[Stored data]
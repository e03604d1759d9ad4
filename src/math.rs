//! Float rounding that works with and without `std`.

#[cfg(not(any(feature = "std", feature = "libm")))]
compile_error!("virtual-scroll requires either the `std` or the `libm` feature");

#[cfg(feature = "std")]
pub(crate) fn floor(x: f64) -> f64 {
    x.floor()
}

#[cfg(all(not(feature = "std"), feature = "libm"))]
pub(crate) fn floor(x: f64) -> f64 {
    libm::floor(x)
}

#[cfg(feature = "std")]
pub(crate) fn ceil(x: f64) -> f64 {
    x.ceil()
}

#[cfg(all(not(feature = "std"), feature = "libm"))]
pub(crate) fn ceil(x: f64) -> f64 {
    libm::ceil(x)
}

#[cfg(feature = "std")]
pub(crate) fn round(x: f64) -> f64 {
    x.round()
}

#[cfg(all(not(feature = "std"), feature = "libm"))]
pub(crate) fn round(x: f64) -> f64 {
    libm::round(x)
}

#[cfg(feature = "std")]
pub(crate) fn abs(x: f64) -> f64 {
    x.abs()
}

#[cfg(all(not(feature = "std"), feature = "libm"))]
pub(crate) fn abs(x: f64) -> f64 {
    libm::fabs(x)
}

/// Converts a non-negative item count computed in pixels-space to an index.
///
/// Negative and NaN inputs map to `0`; values past `usize::MAX` saturate.
pub(crate) fn to_count(x: f64) -> usize {
    if x.is_nan() || x <= 0.0 {
        0
    } else {
        x as usize
    }
}
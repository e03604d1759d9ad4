use crate::autosize::{DEFAULT_MAX_BUFFER_PX, DEFAULT_MIN_BUFFER_PX};
use crate::math::{ceil, floor, to_count};
use crate::{ContentOffsetAnchor, Range, ScrollStrategyError, Viewport, VirtualScrollStrategy};

/// Default `item_size`.
pub const DEFAULT_FIXED_ITEM_SIZE: f64 = 20.0;

/// A scroll strategy for lists where every item has the same size.
///
/// Because every offset is known exactly, this strategy can also scroll to an index and report
/// the first visible index.
#[derive(Clone, Debug)]
pub struct FixedSizeVirtualScrollStrategy {
    attached: bool,
    item_size: f64,
    min_buffer_px: f64,
    max_buffer_px: f64,
    scrolled_index: Option<usize>,
    reported_index: Option<usize>,
}

impl FixedSizeVirtualScrollStrategy {
    /// Creates a detached strategy after validating the sizes.
    pub fn new(
        item_size: f64,
        min_buffer_px: f64,
        max_buffer_px: f64,
    ) -> Result<Self, ScrollStrategyError> {
        validate(item_size, min_buffer_px, max_buffer_px)?;
        Ok(Self {
            attached: false,
            item_size,
            min_buffer_px,
            max_buffer_px,
            scrolled_index: None,
            reported_index: None,
        })
    }

    pub fn item_size(&self) -> f64 {
        self.item_size
    }

    pub fn min_buffer_px(&self) -> f64 {
        self.min_buffer_px
    }

    pub fn max_buffer_px(&self) -> f64 {
        self.max_buffer_px
    }

    /// Replaces the item and buffer sizes, or changes nothing if they are invalid.
    ///
    /// When attached, the total size and rendered range are recomputed immediately.
    pub fn update_item_and_buffer_size(
        &mut self,
        viewport: &mut dyn Viewport,
        item_size: f64,
        min_buffer_px: f64,
        max_buffer_px: f64,
    ) -> Result<(), ScrollStrategyError> {
        validate(item_size, min_buffer_px, max_buffer_px)?;
        vdebug!(item_size, min_buffer_px, max_buffer_px, "update_item_and_buffer_size");
        self.item_size = item_size;
        self.min_buffer_px = min_buffer_px;
        self.max_buffer_px = max_buffer_px;
        if self.attached {
            self.update_total_content_size(viewport);
            self.update_rendered_range(viewport);
        }
        Ok(())
    }

    fn update_total_content_size(&self, viewport: &mut dyn Viewport) {
        viewport.set_total_content_size(viewport.data_length() as f64 * self.item_size);
    }

    fn update_rendered_range(&mut self, viewport: &mut dyn Viewport) {
        let item_size = self.item_size;
        let rendered_range = viewport.rendered_range();
        let mut range = rendered_range;
        let viewport_size = viewport.viewport_size();
        let data_length = viewport.data_length();
        let mut scroll_offset = viewport.measure_scroll_offset();
        // Fractional: the first item may be partly scrolled out.
        let mut first_visible_index = if item_size > 0.0 {
            scroll_offset / item_size
        } else {
            0.0
        };

        // The data shrank underneath the rendered range: show as full a page as the data allows.
        if range.end > data_length {
            let max_visible_items = to_count(ceil(viewport_size / item_size));
            let last_page_start = data_length.saturating_sub(max_visible_items) as f64;
            let new_visible_index = first_visible_index.min(last_page_start).max(0.0);
            if first_visible_index != new_visible_index {
                first_visible_index = new_visible_index;
                scroll_offset = new_visible_index * item_size;
                range.start = to_count(floor(first_visible_index));
            }
            range.end = data_length.min(range.start.saturating_add(max_visible_items));
        }

        let start_buffer = scroll_offset - range.start as f64 * item_size;
        if start_buffer < self.min_buffer_px && range.start != 0 {
            let expand_start = to_count(ceil((self.max_buffer_px - start_buffer) / item_size));
            range.start = range.start.saturating_sub(expand_start);
            range.end = data_length.min(to_count(ceil(
                first_visible_index + (viewport_size + self.min_buffer_px) / item_size,
            )));
        } else {
            let end_buffer = range.end as f64 * item_size - (scroll_offset + viewport_size);
            if end_buffer < self.min_buffer_px && range.end != data_length {
                let expand_end = to_count(ceil((self.max_buffer_px - end_buffer) / item_size));
                if expand_end > 0 {
                    range.end = data_length.min(range.end.saturating_add(expand_end));
                    range.start = to_count(floor(
                        first_visible_index - self.min_buffer_px / item_size,
                    ));
                }
            }
        }

        let range = Range::new(range.start.min(range.end), range.end).clamp_to(data_length);
        vtrace!(
            scroll_offset,
            start = range.start,
            end = range.end,
            "fixed render"
        );
        viewport.set_rendered_range(range);
        viewport.set_rendered_content_offset(
            item_size * range.start as f64,
            ContentOffsetAnchor::ToStart,
        );
        self.scrolled_index = Some(to_count(floor(first_visible_index)));
    }
}

impl Default for FixedSizeVirtualScrollStrategy {
    fn default() -> Self {
        Self {
            attached: false,
            item_size: DEFAULT_FIXED_ITEM_SIZE,
            min_buffer_px: DEFAULT_MIN_BUFFER_PX,
            max_buffer_px: DEFAULT_MAX_BUFFER_PX,
            scrolled_index: None,
            reported_index: None,
        }
    }
}

impl VirtualScrollStrategy for FixedSizeVirtualScrollStrategy {
    fn attach(&mut self, viewport: &mut dyn Viewport) {
        vdebug!(data_length = viewport.data_length(), "fixed attach");
        self.attached = true;
        self.update_total_content_size(viewport);
        self.update_rendered_range(viewport);
    }

    fn detach(&mut self) {
        self.attached = false;
    }

    fn is_attached(&self) -> bool {
        self.attached
    }

    fn on_content_scrolled(&mut self, viewport: &mut dyn Viewport) {
        if !self.attached {
            return;
        }
        self.update_rendered_range(viewport);
    }

    fn on_data_length_changed(&mut self, viewport: &mut dyn Viewport) {
        if !self.attached {
            return;
        }
        self.update_total_content_size(viewport);
        self.update_rendered_range(viewport);
    }

    fn on_content_rendered(&mut self, _viewport: &mut dyn Viewport) {}

    fn on_rendered_offset_changed(&mut self, _viewport: &mut dyn Viewport) {}

    fn scroll_to_index(
        &mut self,
        viewport: &mut dyn Viewport,
        index: usize,
    ) -> Result<(), ScrollStrategyError> {
        if self.attached {
            viewport.scroll_to_offset(index as f64 * self.item_size);
        }
        Ok(())
    }

    fn scrolled_index_change(&mut self) -> Result<Option<usize>, ScrollStrategyError> {
        if self.scrolled_index == self.reported_index {
            return Ok(None);
        }
        self.reported_index = self.scrolled_index;
        Ok(self.scrolled_index)
    }
}

fn validate(item_size: f64, min_buffer_px: f64, max_buffer_px: f64) -> Result<(), ScrollStrategyError> {
    if !item_size.is_finite() || item_size < 0.0 {
        return Err(ScrollStrategyError::InvalidItemSize { item_size });
    }
    if max_buffer_px < min_buffer_px {
        vwarn!(min_buffer_px, max_buffer_px, "fixed: rejected buffer size");
        return Err(ScrollStrategyError::InvalidBufferSize {
            min_buffer_px,
            max_buffer_px,
        });
    }
    Ok(())
}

▶ Assignment
Work through the records above. Copy every line with the string "ceil".

▶ Your solution
pub(crate) fn ceil(x: f64) -> f64 {
    x.ceil()
pub(crate) fn ceil(x: f64) -> f64 {
    libm::ceil(x)
use crate::math::{ceil, floor, to_count};
            let max_visible_items = to_count(ceil(viewport_size / item_size));
            let expand_start = to_count(ceil((self.max_buffer_px - start_buffer) / item_size));
            range.end = data_length.min(to_count(ceil(
                let expand_end = to_count(ceil((self.max_buffer_px - end_buffer) / item_size));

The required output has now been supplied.